The global Hydraulic Pumps Market report aims to help and study the scope of the market and the ability of the market players to cater to the rising and vibrant needs of the target audience that is spread in various regions across the globe. Also, the report aims to highlight the availability of resources and equipment to the domestic market based on these segments.

The global Hydraulic Pumps Market report helps to draw a competitive graph amongst the rising efforts and results witnessed by the prominent players of the market and also discuss the development of scenarios and advent of technology that will enhance the ability of the market to grow as per the predictions during the forest period that ends in 2030.

Based on the need of the investors to have an idea about the future of hydraulic pumps, the market is studied based on the performance of its segments for an array of target audiences in the global scenario. As a result, the market has been segmented based on the following:

The hydraulic pumps market has been segmented based on the end-user vertical and includes the construction sector, mining, machinery, agriculture, oil and gas, and many others like the automotive sector.

The resource and audience distribution for the hydraulic pumps market trends show that the market has been divided into 4 significant segments: the APAC region, North America, Europe, and the rest of the world.

The hydraulic pumps market share is expected to be the maximum in the Asian Pacific market. Agriculture is placing the most significant demands on water in Asia and the Pacific, as rising populations, rapid urbanization, and energy, industrial, and domestic use have left water stocks in a critical state.

Hydraulic pumps use fewer moving parts through the mechanical and electrical systems. Thus they become more straightforward to maintain. The water flow can be sped up, slowed down, or stopped using simple controls, which becomes easy for farmers.

In June 2019, one of the market companies - Allegro Funds had agreed on terms to invest in Questas Group, a company founded more than 20-years ago and provides hydraulic, irrigation, pump, and engineering solutions to the mining, construction, agricultural and general industrial sectors.

In June 2019, the prominent submersible pumps manufacturer HOMA Pumpenfabrik GmbH unveiled a new submersible motor agitator with an optimized propeller hub to minimize dead flow zones and prevent clogging.

In March 2018, another market company - Kawasaki Precision Machinery at Hannover Messe highlighted the electro-hydraulic hybrid system, KAWASAKI ECO SERVO, for industrial applications. This new system combined the best Kawasaki technology to bring excellent controllability and high efficiency to applications, such as press machines, injection molding machines, and steel manufacturing.

The global hydraulic pump market size was estimated to be USD 7,894 million in 2016 and is expected to grow over the forecast period driven primarily by the growth in mobility and industrial market. In addition, growing demand for environment friendly products with minimum emission of CO2 and minimum energy consumption is projected to provide further growth impetus.

Growth in the automobile industry that uses the hydraulic pump in cars, trucks and other vehicles as a power generating mechanism shall propel the demand over the next few years. Usage of hydraulic pumps in excavators, cranes, loaders, tractors, vacuum trucks, dump trucks, and other such vehicles that are extensively used in construction and industrial sector will also present growth opportunities.

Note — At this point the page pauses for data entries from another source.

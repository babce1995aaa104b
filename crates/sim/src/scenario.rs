use std::f64::consts::PI;

use rand::{Rng, SeedableRng};
use rand_pcg::Pcg64;
use strike_shared::*;

/// Placement tries per object before giving up on a layout.
const MAX_ATTEMPTS: usize = 1000;

#[derive(Debug, Clone, PartialEq)]
pub struct ScenarioOptions {
    pub max_obstacles: usize,
    pub min_obstacle_radius: f64,
    pub max_obstacle_radius: f64,
    /// Clear space kept between the rocket start and the turret edge.
    pub min_turret_clearance: f64,
    /// Clear space kept between obstacles and every other object.
    pub clearance: f64,
}

impl Default for ScenarioOptions {
    fn default() -> Self {
        Self {
            max_obstacles: 3,
            min_obstacle_radius: 3.0,
            max_obstacle_radius: 12.0,
            min_turret_clearance: 40.0,
            clearance: 5.0,
        }
    }
}

/// Randomize the layout of `base` deterministically from `seed`.
///
/// The rocket start pose, turret start angle and obstacles are replaced;
/// everything else is kept. The result always passes `GameConfig::validate`.
pub fn random_config(
    base: &GameConfig,
    seed: u64,
    options: &ScenarioOptions,
) -> Result<GameConfig, ConfigError> {
    let mut rng = Pcg64::seed_from_u64(seed);
    let mut config = base.clone();

    let half_w = config.environment.width / 2.0;
    let half_h = config.environment.height / 2.0;
    let turret = Coordinate::from(config.turret.location);
    let turret_radius = config.turret.radius;
    let rocket_radius = config.rocket.length / 2.0;

    let mut obstacles: Vec<ObstacleConfig> = Vec::new();
    let count = rng.random_range(0..=options.max_obstacles);
    for _ in 0..count {
        let radius = rng.random_range(options.min_obstacle_radius..=options.max_obstacle_radius);
        let placed = (0..MAX_ATTEMPTS).find_map(|_| {
            let location = random_point(&mut rng, half_w - radius, half_h - radius)?;
            let clear_of_turret =
                location.distance_to(turret) > turret_radius + radius + options.clearance;
            let clear_of_others = obstacles.iter().all(|o| {
                let gap = o.radius + radius + options.clearance;
                location.distance_to(Coordinate::from(o.location)) > gap
            });
            (clear_of_turret && clear_of_others).then_some(location)
        });

        match placed {
            Some(location) => obstacles.push(ObstacleConfig {
                location: location.to_array(),
                radius,
            }),
            None => log::debug!("seed {seed}: no room for obstacle of radius {radius:.1}"),
        }
    }

    let margin = rocket_radius + options.clearance;
    let rocket_start = (0..MAX_ATTEMPTS)
        .find_map(|_| {
            let location = random_point(&mut rng, half_w - margin, half_h - margin)?;
            let clear_of_turret = location.distance_to(turret)
                > turret_radius + rocket_radius + options.min_turret_clearance;
            let clear_of_obstacles = obstacles.iter().all(|o| {
                location.distance_to(Coordinate::from(o.location)) > o.radius + margin
            });
            (clear_of_turret && clear_of_obstacles).then_some(location)
        })
        .ok_or_else(|| {
            ConfigError::Invalid(format!("seed {seed}: no room to place the rocket"))
        })?;

    config.rocket.start_location = rocket_start.to_array();
    config.rocket.start_angle = random_angle(&mut rng);
    config.turret.start_angle = random_angle(&mut rng);
    config.environment.obstacles = (!obstacles.is_empty()).then_some(obstacles);

    config.validate()?;
    Ok(config)
}

fn random_point(rng: &mut Pcg64, half_w: f64, half_h: f64) -> Option<Coordinate> {
    if half_w <= 0.0 || half_h <= 0.0 {
        return None;
    }
    Some(Coordinate::new(
        rng.random_range(-half_w..=half_w),
        rng.random_range(-half_h..=half_h),
    ))
}

fn random_angle(rng: &mut Pcg64) -> f64 {
    normalize_angle(rng.random_range(-PI..PI))
}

Buoyed by properties such as fire resistance and corrosion free,and coupled withflourishing industrial and construction segment, hydraulic pump market is expected to grow over the forecast period. However, resilient competition fromlow-cost manufacturersis expected to be among the growth restraints over the forecast period.

Gear pump accounted the maximum revenue share of over 50% in the year 2016 followed by vane and piston pump. Gear pumps are less expensive owing to simple design and ease of construction moreover, maintenance cost and breakdowns vis-à-vis other types of hydraulic pumps is much lesser.

Piston pumps are expected to be the fastest growing segment owing to high efficiency, reliability and high pressure. Piston pumps are also used as Oil recovery pump in some parts of UAE, Kuwait and Iraq which is further expected to grow the market of hydraulic piston pumps.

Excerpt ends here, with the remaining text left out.